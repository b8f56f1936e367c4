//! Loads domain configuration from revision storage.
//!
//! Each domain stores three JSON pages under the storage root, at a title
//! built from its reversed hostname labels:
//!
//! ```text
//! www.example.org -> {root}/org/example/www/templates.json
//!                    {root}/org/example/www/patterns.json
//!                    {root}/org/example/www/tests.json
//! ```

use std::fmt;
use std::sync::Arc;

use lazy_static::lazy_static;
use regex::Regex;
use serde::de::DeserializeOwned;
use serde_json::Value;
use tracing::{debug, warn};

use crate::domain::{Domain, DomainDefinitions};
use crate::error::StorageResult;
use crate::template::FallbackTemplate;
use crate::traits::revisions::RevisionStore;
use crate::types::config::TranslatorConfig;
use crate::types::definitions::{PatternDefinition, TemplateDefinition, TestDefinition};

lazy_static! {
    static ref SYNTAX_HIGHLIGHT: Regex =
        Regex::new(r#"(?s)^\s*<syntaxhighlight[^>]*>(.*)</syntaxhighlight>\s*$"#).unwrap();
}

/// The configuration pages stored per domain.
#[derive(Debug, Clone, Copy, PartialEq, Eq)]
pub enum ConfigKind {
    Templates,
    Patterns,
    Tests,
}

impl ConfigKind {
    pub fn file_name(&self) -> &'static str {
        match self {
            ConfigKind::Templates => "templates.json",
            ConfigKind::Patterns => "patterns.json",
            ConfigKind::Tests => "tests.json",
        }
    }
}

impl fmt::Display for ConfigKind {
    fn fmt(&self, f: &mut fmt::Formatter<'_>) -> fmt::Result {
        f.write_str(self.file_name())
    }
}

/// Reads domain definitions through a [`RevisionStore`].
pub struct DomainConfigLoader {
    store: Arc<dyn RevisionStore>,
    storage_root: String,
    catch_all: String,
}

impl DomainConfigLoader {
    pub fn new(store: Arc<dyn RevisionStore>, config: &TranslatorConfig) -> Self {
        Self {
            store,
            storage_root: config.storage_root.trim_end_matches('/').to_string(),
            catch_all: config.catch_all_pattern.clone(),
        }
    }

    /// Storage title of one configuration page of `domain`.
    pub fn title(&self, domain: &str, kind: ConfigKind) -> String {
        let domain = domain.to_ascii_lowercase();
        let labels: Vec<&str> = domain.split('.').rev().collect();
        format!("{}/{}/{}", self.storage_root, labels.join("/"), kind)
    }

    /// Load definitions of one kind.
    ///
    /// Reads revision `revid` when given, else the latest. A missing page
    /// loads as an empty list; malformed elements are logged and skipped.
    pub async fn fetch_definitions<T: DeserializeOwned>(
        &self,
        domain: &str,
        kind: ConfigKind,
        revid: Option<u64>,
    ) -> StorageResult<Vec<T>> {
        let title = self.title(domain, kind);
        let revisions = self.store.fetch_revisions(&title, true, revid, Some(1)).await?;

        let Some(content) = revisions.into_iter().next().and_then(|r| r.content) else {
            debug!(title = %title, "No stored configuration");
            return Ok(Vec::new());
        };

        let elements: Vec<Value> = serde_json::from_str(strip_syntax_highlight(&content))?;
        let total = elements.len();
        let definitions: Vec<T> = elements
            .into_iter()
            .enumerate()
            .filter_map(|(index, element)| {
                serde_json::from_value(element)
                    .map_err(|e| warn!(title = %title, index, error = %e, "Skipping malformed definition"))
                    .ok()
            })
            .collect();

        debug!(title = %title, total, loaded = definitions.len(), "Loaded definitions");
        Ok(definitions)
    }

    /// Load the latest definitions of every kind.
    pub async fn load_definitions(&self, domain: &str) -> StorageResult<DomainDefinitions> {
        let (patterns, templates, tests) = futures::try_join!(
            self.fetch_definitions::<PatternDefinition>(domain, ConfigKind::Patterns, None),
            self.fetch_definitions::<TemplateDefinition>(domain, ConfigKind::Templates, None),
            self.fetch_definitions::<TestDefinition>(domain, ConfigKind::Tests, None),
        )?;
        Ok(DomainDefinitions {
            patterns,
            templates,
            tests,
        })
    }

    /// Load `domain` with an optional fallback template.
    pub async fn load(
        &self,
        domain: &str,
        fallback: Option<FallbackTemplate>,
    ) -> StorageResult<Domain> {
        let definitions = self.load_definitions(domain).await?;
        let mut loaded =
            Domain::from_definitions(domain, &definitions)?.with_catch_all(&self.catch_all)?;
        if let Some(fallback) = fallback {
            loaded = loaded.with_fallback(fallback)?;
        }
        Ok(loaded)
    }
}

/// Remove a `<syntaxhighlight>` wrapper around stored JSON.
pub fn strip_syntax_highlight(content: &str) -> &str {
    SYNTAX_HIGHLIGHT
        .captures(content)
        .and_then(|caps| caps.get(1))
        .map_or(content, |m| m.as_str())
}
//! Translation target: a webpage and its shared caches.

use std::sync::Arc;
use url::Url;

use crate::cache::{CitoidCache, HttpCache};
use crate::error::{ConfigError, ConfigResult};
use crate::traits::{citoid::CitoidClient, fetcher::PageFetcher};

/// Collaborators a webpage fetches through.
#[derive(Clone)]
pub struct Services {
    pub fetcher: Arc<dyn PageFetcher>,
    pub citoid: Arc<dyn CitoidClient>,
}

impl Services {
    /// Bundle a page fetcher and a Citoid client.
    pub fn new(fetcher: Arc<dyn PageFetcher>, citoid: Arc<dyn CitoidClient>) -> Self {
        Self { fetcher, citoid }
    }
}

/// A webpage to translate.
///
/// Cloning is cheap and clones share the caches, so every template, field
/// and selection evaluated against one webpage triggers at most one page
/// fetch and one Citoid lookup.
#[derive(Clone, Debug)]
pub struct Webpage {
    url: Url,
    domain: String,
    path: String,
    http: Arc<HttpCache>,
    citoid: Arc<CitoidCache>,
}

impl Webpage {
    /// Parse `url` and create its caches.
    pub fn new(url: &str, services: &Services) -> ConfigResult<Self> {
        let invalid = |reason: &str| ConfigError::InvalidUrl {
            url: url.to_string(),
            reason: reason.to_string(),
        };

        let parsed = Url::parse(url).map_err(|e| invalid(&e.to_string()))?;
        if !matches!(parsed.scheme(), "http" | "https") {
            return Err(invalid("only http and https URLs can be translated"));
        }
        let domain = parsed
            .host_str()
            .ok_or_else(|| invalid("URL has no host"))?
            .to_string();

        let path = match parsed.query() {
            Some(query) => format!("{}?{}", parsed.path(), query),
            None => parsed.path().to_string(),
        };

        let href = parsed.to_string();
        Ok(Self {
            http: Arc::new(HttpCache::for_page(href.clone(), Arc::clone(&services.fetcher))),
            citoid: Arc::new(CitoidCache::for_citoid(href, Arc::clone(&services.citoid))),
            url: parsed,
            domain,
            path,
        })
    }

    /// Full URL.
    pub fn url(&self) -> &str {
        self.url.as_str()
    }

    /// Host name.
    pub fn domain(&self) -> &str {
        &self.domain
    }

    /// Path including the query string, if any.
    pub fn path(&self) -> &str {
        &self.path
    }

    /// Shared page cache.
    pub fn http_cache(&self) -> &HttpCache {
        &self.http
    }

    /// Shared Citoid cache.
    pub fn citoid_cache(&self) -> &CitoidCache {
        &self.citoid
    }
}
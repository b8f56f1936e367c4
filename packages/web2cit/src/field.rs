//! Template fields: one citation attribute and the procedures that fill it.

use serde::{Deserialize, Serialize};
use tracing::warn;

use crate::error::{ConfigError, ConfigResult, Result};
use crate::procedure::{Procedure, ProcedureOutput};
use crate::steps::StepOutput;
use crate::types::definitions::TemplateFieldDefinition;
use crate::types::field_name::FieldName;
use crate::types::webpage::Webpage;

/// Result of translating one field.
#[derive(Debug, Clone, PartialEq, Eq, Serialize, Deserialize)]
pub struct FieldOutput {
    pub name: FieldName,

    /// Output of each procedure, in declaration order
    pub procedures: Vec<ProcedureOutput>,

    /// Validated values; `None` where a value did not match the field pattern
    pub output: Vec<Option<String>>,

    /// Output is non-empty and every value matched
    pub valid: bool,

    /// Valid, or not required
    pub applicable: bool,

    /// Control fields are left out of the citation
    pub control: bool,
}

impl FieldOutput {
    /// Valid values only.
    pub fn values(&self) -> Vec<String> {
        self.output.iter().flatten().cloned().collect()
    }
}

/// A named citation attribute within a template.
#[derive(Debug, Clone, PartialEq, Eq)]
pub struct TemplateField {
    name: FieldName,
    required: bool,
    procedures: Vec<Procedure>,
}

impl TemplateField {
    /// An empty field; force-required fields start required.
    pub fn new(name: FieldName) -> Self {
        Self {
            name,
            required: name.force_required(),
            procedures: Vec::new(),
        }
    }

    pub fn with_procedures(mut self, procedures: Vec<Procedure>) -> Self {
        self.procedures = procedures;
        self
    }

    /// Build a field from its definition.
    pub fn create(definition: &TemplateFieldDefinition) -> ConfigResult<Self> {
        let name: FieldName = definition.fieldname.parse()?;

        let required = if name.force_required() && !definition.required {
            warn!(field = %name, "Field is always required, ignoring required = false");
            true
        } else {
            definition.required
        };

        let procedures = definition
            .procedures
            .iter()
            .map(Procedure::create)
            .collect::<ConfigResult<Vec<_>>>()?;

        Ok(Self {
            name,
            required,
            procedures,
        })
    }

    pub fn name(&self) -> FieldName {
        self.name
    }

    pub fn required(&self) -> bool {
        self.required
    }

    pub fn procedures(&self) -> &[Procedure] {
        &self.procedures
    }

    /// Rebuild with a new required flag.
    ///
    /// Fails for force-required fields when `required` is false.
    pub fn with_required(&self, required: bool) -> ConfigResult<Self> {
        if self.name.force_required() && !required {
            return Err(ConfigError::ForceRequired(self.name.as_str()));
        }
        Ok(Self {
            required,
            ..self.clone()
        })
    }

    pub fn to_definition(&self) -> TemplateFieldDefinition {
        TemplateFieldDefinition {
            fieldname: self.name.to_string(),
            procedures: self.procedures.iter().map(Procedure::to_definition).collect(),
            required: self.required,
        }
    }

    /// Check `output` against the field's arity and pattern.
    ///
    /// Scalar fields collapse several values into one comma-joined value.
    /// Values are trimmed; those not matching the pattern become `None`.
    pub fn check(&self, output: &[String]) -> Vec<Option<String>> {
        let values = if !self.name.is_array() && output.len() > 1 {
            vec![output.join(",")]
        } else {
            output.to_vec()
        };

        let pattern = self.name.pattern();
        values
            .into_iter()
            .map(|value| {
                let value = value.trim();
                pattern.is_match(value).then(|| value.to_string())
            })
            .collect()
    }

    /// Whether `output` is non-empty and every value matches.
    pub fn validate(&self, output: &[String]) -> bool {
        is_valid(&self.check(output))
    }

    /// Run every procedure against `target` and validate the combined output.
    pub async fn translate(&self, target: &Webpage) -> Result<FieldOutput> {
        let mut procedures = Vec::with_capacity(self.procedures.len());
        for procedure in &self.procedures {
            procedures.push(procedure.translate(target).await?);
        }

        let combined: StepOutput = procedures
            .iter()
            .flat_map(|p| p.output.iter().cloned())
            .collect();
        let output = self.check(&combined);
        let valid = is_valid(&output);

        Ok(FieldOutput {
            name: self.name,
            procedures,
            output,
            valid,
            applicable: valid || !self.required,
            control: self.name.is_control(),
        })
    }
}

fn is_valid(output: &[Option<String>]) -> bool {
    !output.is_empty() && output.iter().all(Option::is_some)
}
------
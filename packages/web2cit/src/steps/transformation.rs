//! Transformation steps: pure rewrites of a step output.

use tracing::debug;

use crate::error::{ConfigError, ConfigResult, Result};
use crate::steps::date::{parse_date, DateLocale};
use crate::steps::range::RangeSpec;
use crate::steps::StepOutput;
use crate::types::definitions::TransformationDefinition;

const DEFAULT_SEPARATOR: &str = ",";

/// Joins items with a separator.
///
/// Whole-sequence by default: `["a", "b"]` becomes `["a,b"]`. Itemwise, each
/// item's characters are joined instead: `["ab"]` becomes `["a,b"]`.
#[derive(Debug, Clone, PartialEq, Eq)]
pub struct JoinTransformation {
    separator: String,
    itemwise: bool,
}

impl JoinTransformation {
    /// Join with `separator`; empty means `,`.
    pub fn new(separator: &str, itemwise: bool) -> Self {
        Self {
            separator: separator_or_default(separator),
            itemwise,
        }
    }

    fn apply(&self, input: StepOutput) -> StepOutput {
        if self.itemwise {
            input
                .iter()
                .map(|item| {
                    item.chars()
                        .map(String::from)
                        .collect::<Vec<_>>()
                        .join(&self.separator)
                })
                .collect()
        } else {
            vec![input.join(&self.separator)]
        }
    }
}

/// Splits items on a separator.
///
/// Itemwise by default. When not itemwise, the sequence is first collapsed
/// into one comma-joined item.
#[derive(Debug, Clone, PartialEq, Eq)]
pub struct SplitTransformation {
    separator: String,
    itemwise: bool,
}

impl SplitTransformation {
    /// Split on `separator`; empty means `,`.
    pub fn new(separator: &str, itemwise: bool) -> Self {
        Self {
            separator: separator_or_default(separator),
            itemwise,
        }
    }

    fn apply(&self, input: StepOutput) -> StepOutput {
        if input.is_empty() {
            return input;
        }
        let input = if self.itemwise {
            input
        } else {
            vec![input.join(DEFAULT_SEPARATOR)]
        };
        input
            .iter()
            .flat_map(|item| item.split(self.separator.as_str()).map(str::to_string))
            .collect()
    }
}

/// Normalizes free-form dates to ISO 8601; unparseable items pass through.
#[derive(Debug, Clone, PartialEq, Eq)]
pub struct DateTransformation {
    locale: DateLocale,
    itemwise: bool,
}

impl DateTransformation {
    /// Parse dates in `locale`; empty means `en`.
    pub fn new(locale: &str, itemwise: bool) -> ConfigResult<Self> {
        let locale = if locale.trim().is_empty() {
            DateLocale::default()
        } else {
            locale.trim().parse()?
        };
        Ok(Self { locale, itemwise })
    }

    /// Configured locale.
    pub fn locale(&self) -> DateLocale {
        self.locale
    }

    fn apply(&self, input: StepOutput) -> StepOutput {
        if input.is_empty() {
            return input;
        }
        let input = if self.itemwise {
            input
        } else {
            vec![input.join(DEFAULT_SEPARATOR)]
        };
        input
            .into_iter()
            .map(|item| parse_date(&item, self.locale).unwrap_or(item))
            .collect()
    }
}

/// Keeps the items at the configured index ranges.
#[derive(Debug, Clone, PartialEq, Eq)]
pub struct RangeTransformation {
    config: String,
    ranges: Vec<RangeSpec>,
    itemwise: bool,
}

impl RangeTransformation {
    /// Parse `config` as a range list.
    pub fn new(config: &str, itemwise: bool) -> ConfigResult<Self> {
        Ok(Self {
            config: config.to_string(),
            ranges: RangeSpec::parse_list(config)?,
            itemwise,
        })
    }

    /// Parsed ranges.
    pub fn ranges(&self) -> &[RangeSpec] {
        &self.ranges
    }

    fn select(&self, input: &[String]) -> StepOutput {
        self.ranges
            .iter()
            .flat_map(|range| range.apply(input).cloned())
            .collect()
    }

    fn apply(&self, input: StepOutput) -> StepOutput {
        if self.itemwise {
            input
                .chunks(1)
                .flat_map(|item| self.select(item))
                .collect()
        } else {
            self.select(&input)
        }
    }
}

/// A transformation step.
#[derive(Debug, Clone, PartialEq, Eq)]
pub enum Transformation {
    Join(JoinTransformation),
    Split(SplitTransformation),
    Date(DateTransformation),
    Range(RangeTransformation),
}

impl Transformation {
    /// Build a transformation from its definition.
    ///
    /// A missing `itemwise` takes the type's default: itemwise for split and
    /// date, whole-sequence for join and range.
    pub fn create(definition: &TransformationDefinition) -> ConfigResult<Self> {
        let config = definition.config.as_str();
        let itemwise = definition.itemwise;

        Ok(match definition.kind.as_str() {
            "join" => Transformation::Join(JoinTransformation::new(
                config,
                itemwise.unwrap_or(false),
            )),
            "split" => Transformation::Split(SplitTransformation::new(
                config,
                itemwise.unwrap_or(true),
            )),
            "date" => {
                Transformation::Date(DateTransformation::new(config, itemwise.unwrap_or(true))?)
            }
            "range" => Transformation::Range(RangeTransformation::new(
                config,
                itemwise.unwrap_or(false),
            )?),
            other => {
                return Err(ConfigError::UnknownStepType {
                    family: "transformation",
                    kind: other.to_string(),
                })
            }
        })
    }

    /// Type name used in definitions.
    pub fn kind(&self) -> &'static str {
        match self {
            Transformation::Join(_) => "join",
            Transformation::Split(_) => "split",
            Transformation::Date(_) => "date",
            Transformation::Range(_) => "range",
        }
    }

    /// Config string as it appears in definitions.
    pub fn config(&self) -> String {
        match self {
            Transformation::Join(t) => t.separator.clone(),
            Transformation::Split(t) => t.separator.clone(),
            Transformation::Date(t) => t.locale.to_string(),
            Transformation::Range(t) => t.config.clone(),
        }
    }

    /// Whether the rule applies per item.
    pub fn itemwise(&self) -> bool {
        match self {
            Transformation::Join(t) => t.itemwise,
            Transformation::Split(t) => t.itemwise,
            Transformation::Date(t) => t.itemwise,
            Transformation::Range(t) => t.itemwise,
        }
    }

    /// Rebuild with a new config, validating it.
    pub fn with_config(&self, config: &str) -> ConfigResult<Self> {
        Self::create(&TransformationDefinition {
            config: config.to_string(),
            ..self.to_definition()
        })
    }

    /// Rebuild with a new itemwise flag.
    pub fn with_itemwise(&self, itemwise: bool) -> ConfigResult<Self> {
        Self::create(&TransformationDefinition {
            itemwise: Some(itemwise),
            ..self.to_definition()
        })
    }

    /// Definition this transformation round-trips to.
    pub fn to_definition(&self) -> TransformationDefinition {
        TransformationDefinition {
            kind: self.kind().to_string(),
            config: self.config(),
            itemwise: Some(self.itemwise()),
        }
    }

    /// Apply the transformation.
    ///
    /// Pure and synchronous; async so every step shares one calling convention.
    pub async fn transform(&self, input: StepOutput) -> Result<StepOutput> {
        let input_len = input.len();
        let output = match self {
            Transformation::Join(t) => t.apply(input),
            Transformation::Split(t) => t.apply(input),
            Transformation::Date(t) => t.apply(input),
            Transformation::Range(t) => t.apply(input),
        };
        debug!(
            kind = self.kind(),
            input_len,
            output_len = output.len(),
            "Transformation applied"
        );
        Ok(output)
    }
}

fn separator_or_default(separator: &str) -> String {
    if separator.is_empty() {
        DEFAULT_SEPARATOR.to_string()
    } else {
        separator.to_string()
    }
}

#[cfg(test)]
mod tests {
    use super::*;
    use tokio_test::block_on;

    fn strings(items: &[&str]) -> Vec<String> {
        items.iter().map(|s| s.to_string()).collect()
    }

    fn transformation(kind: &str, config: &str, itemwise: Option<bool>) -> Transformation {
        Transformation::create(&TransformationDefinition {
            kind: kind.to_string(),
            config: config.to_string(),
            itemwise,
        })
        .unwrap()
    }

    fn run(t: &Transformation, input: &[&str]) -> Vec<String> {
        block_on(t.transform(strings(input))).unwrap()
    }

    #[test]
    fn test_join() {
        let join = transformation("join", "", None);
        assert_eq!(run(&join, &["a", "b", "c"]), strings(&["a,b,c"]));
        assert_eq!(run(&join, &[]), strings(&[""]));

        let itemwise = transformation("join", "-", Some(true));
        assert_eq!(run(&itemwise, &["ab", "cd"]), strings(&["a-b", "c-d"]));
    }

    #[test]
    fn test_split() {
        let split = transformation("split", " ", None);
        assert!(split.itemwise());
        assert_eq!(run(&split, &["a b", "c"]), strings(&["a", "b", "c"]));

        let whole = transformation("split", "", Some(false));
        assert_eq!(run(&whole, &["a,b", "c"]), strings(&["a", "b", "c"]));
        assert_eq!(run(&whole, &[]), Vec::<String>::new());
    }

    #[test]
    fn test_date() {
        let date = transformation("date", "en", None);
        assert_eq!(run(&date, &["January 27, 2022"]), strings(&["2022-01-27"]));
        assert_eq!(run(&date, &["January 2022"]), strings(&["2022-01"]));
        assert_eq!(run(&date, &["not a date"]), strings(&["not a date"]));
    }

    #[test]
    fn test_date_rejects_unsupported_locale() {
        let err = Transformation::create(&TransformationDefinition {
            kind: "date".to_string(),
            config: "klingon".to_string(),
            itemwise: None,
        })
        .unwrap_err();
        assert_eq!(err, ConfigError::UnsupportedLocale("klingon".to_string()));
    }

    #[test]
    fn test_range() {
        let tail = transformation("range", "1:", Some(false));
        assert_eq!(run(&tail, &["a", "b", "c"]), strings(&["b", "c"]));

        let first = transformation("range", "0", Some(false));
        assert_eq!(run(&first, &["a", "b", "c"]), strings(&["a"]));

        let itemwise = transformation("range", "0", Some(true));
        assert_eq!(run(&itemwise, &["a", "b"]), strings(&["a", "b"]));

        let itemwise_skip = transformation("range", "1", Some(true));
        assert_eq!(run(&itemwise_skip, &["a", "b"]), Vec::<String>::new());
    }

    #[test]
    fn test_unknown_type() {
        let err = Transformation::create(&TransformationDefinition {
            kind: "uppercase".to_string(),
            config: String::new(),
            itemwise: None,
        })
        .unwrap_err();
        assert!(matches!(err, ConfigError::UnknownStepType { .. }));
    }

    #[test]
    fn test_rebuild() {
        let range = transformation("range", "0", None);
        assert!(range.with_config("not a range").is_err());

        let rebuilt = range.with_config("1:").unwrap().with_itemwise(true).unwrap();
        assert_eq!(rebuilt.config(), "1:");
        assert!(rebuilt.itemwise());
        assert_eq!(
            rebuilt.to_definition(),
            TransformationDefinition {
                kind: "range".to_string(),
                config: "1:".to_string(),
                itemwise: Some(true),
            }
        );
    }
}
------
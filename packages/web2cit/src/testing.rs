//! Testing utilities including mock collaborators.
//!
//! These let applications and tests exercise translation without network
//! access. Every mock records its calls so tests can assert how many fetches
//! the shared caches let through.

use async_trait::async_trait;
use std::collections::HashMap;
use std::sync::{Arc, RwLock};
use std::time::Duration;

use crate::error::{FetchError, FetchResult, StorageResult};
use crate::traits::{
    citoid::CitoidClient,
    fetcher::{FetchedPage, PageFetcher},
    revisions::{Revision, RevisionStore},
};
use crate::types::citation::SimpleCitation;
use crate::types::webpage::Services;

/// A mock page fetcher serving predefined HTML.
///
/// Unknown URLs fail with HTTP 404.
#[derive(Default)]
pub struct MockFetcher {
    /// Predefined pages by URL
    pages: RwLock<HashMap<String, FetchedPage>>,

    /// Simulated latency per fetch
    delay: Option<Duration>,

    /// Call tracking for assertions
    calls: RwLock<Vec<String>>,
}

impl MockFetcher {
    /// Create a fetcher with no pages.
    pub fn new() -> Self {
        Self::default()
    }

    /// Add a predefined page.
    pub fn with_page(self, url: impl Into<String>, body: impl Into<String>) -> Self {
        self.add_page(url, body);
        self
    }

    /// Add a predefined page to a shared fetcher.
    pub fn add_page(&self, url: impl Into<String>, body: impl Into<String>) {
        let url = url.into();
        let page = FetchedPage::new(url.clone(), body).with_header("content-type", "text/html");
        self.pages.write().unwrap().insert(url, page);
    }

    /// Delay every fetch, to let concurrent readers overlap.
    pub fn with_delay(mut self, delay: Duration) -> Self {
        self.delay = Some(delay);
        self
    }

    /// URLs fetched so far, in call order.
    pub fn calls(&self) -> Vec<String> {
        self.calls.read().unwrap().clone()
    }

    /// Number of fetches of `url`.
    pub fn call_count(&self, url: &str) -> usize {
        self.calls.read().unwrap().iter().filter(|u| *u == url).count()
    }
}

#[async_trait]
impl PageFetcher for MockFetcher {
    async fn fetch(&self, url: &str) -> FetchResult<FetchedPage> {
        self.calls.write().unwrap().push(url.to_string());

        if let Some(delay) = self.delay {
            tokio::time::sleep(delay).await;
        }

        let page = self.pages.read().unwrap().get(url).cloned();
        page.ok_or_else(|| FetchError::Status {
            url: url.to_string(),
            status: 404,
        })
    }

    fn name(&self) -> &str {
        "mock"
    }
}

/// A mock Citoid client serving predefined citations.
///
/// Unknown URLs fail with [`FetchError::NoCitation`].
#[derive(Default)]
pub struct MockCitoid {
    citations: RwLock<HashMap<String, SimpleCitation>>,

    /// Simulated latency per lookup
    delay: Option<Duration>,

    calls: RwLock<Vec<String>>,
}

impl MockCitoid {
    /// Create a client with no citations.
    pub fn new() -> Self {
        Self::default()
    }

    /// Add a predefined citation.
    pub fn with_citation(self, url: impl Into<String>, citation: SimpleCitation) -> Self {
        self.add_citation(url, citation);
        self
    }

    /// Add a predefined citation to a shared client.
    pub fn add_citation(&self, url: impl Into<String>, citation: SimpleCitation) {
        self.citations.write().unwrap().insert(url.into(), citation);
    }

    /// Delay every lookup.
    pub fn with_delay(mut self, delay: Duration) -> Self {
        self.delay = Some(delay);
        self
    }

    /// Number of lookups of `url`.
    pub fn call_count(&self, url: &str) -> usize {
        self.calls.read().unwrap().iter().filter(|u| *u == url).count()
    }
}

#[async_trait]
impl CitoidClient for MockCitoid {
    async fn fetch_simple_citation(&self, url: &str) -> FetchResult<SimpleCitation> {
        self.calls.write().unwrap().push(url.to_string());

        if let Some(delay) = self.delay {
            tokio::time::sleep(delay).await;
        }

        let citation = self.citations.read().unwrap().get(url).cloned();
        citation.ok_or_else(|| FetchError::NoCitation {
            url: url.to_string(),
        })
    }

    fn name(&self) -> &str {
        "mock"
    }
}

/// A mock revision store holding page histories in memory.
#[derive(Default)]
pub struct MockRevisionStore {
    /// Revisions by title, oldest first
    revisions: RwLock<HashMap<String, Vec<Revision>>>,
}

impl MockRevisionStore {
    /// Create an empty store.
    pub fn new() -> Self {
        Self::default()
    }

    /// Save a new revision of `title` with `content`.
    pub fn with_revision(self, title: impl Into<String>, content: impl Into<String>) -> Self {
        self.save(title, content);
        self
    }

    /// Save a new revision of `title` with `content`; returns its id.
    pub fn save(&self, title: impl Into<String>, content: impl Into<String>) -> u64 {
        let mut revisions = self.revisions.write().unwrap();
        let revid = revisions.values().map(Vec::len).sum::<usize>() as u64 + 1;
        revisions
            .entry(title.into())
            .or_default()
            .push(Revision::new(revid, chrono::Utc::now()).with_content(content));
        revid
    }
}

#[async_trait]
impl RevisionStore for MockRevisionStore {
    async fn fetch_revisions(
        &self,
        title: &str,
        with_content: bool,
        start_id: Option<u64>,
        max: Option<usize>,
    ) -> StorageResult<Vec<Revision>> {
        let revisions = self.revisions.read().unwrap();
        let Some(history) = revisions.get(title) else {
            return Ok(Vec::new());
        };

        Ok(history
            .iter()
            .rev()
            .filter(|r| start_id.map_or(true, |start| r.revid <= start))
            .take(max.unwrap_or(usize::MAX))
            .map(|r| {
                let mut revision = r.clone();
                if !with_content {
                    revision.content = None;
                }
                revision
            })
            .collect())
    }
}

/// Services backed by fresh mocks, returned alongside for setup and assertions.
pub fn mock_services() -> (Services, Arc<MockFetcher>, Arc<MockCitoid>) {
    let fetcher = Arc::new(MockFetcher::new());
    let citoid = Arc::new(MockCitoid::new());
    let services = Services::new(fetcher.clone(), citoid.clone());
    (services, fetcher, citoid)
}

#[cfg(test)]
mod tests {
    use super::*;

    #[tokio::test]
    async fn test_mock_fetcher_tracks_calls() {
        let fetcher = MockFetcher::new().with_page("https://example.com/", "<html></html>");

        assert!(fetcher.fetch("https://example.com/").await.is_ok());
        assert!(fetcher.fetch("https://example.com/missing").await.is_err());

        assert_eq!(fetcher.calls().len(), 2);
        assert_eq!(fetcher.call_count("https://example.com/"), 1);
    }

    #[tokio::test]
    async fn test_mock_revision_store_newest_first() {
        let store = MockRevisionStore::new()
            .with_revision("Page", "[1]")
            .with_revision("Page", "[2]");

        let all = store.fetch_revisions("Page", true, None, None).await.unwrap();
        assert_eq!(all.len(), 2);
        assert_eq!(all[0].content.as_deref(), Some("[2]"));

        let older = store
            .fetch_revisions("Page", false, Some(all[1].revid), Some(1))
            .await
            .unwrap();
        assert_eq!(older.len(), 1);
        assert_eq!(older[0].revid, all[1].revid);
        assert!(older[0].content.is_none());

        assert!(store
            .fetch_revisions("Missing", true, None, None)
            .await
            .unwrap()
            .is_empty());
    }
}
------
> WORK TASK: Please go through the data above and copy every line that has the word "Number".

> SOLUTION:
    /// Number of fetches of `url`.
    /// Number of lookups of `url`.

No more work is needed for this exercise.